Stijn stak zijn hand uit en was verrast door de fermheid van de handdruk van de man die zich met raspende stem als Rudolf voorstelde.
De koffie was klaar, na het eerste kopje zou Stijn de vragenlijst pakken om de praktische zaken door te spreken. Meestal duurden de gesprekken zo’n anderhalf uur, niet door de grote hoeveelheid conversatie maar door de traagheid die de mensen al langzaam aan het ondertrekken was.
‘Ik weet precies wat ik wil,’ begon de oude man toen. ‘Het gaat me niet om zaalvulling, er komen genoeg mensen. Vroeger kende ik iedereen, had ik de mooiste vrouwen, beste feestjes. De beste mensen zijn al dood, want zo gaat dat. De beste gaan eerst. Maar er zijn nog genoeg anderen, twee ex-vrouwen, vier kinderen, een handvol kleinkinderen. Oud-medewerkers, buren…Ik wil ze graag een onvergetelijk afscheid geven.’
‘Wat bedoelt u precies?’ vroeg Stijn terwijl hij probeerde in te schatten hoeveel mensen er voor deze klus zouden worden geboekt.
‘Ze doen allemaal hun best, maar weet je wat het is: Hun saaiheid is niet te verdragen. Ze hebben normale banen, als adviseur, makelaar, analist, weet ik hoe het allemaal heet. Maar de saaiheid, de middelmatigheid- ik kan niet wachten dood te zijn.’
‘Maar hoe ziet u de rol van het afscheidscomité precies?’ vroeg Stijn die lastig van zijn stuk te krijgen was en met zijn hoofd al bij de Tinderdate van die avond was.

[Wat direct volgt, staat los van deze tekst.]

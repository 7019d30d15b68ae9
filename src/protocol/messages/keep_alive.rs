use futures::future::BoxFuture;
use tracing::trace;

use crate::core::bytestream::ByteWriter;
use crate::error::Result;
use crate::protocol::message::{ClientMessage, HandlerContext, ServerMessage};
use crate::protocol::messages::ids;
use crate::transport::session::ConnectionSession;

/// Client heartbeat. Carries no fields.
#[derive(Debug, Clone, Copy, Default)]
pub struct KeepAliveMessage;

impl ClientMessage for KeepAliveMessage {
    fn name(&self) -> &'static str {
        "KeepAlive"
    }

    fn decode(&mut self, _payload: &[u8]) -> Result<()> {
        Ok(())
    }

    fn process<'a>(
        self: Box<Self>,
        session: &'a mut ConnectionSession,
        _ctx: &'a HandlerContext,
    ) -> BoxFuture<'a, Result<()>> {
        Box::pin(async move {
            trace!(conn_id = session.id(), "keep alive");
            session.send(&KeepAliveOkMessage).await;
            Ok(())
        })
    }
}

/// Heartbeat acknowledgement with an empty payload.
#[derive(Debug, Clone, Copy, Default)]
pub struct KeepAliveOkMessage;

impl ServerMessage for KeepAliveOkMessage {
    fn id(&self) -> u16 {
        ids::KEEP_ALIVE_OK
    }

    fn encode(&self, _writer: &mut ByteWriter) {}
}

‘Ik wil dat jullie gedurende de ceremonie verschillende dingen doen. Ik heb het volgende bedacht: een stel moet vreselijke ruzie krijgen en de zaal oververhit verlaten. Ik wil vier mensen met een beestachtige kater. Zij moeten op de tweede rij, net achter mijn schoondochters. Ik wil dat ze nog ruiken naar de avond ervoor, een avond die ik uiteraard ook zal bekostigen. Ik wil een kleine dikke man in pak die zijn sigaar niet dooft, onder geen enkele omstandigheid. Ik wil twee vrouwen in obsceen korte jurken en een vrouw die zwanger is.’

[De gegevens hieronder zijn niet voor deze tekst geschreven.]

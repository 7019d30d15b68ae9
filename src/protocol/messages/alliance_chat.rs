//! Alliance chat: one client line in (14315), broadcast to the alliance (24312).

use std::time::SystemTime;

use futures::future::BoxFuture;
use tracing::{debug, info};

use crate::core::bytestream::{ByteReader, ByteWriter};
use crate::core::types::LogicLong;
use crate::error::Result;
use crate::protocol::message::{ClientMessage, HandlerContext, ServerMessage};
use crate::protocol::messages::ids;
use crate::service::{AllianceStore, ChatMessage};
use crate::transport::session::ConnectionSession;

/// Stream entry type for a plain chat line.
const ENTRY_CHAT: i32 = 2;

#[derive(Debug, Clone, Default)]
pub struct AllianceChatMessage {
    pub content: String,
}

impl AllianceChatMessage {
    async fn handle(self, session: &mut ConnectionSession, ctx: &HandlerContext) -> Result<()> {
        let Ok(player) = session.require_player() else {
            debug!(conn_id = session.id(), "chat before login ignored");
            return Ok(());
        };
        let Some(membership) = player.alliance.as_ref() else {
            debug!(conn_id = session.id(), "chat without an alliance ignored");
            return Ok(());
        };
        if self.content.trim().is_empty() {
            return Ok(());
        }

        let alliance = membership.alliance;
        let entry = ctx
            .services
            .alliances
            .add_chat_message(alliance, player, &self.content)?;

        let delivered = ctx
            .directories
            .broadcast
            .broadcast(alliance, &AllianceChatServerMessage::new(entry))
            .await?;
        info!(
            conn_id = session.id(),
            alliance_low = alliance.low,
            delivered,
            "alliance chat relayed"
        );
        Ok(())
    }
}

impl ClientMessage for AllianceChatMessage {
    fn name(&self) -> &'static str {
        "AllianceChat"
    }

    fn decode(&mut self, payload: &[u8]) -> Result<()> {
        let mut reader = ByteReader::new(payload);
        self.content = reader.read_string_or_empty()?;
        Ok(())
    }

    fn process<'a>(
        self: Box<Self>,
        session: &'a mut ConnectionSession,
        ctx: &'a HandlerContext,
    ) -> BoxFuture<'a, Result<()>> {
        Box::pin(async move { (*self).handle(session, ctx).await })
    }
}

/// One stored chat line as the alliance stream shows it.
#[derive(Debug, Clone)]
pub struct AllianceChatServerMessage {
    pub entry: ChatMessage,
}

impl AllianceChatServerMessage {
    pub fn new(entry: ChatMessage) -> Self {
        Self { entry }
    }
}

impl ServerMessage for AllianceChatServerMessage {
    fn id(&self) -> u16 {
        ids::ALLIANCE_CHAT_SERVER
    }

    fn encode(&self, writer: &mut ByteWriter) {
        let age = SystemTime::now()
            .duration_since(self.entry.sent_at)
            .map(|age| age.as_secs().min(i32::MAX as u64) as i32)
            .unwrap_or(0);

        writer.write_varint(ENTRY_CHAT);
        writer.write_logic_long(LogicLong::new(0, self.entry.id));
        writer.write_logic_long(self.entry.sender);
        writer.write_str(&self.entry.sender_name);
        writer.write_varint(self.entry.sender_role);
        writer.write_varint(age);
        writer.write_bool(false);
        writer.write_str(&self.entry.content);
    }
}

‘Een vrouw die zwanger is?’
‘Het maakt me niet uit of het echt is of niet, maar halverwege het religieuze gedeelte moet ze naar voren stommelen, naar mij in de kist. Ik wil dat ze roept dat het kind van mij is.’
‘Maar…’
‘En tot slot wil ik dat er wordt gezongen bij de koffie achteraf. Oude zeemanslieden. Dat moeten vier heren doen. Het liefst zwarte heren in maatpakken.’
Het was stil in de kamer en Stijn keek vertwijfeld naar zijn aantekeningen.
‘Waarom wilt u dit precies?’
‘Het is het allerlaatste wat ik voor ze kan betekenen. Ze zijn al dood- maar weten het niet. Mijn begrafenis gaat een onvergetelijke dag zijn in hun grauwe bestaan. Ik zou ook willen dat het anders was, maar dit is het grootste geschenk dat ik ze kan geven.’
Zes weken later was het zover. Het afscheidscomité speelde een onvergetelijke show, de gasten waren overrompeld, boos, verdrietig en gelaten. De oude man had gelijk, zoiets hadden ze nog nooit gezien. Wat hij niet had voorzien, was het razende tempo waarmee zij terug gleden in hun eigen leventjes, normale bestaan. Ze waren niet meer te redden, kortom.
Voor de medewerkers van het afscheidscomité lag het anders. Vanaf nu dachten ze bij elke normale plechtigheid aan die ene klus waar ze de boel op stelten hadden mogen zetten. Met elke gefabriceerde traan die ze in een bedompt crematorium lieten vloeien, dachten ze aan de excentrieke oude man. Dachten ze aan wat hij wilde achterlaten.
En voor ze het wisten, huilden ze echte tranen, want zij hadden geleerd was missen was.